* _Supplied records_

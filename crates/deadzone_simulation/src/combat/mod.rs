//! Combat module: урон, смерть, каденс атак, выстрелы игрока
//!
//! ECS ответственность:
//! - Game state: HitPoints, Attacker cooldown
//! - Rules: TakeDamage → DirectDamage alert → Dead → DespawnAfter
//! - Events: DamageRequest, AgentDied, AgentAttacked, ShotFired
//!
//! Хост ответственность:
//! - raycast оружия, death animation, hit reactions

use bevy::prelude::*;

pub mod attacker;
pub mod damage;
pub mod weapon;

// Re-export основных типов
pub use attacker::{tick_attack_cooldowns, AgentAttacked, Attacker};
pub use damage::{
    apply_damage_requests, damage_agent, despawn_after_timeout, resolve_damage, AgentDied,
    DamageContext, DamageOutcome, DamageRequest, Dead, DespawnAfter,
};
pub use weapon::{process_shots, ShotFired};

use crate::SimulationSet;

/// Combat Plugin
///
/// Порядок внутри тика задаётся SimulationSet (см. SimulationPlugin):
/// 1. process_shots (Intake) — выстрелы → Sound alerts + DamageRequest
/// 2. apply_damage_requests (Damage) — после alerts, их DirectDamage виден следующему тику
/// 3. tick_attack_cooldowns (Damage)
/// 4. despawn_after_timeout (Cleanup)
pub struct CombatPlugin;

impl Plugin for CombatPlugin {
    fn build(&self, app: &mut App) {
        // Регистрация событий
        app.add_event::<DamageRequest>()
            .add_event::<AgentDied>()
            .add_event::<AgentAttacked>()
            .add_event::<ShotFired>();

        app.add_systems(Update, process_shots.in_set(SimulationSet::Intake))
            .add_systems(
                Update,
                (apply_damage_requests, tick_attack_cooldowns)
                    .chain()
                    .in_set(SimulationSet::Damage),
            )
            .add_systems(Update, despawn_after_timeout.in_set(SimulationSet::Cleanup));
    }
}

* _Task to complete_
Each line of the data in which the string "AgentDied" appears needs to be copied.

* _Exercise output_
//! - Events: DamageRequest, AgentDied, AgentAttacked, ShotFired
    apply_damage_requests, damage_agent, despawn_after_timeout, resolve_damage, AgentDied,
            .add_event::<AgentDied>()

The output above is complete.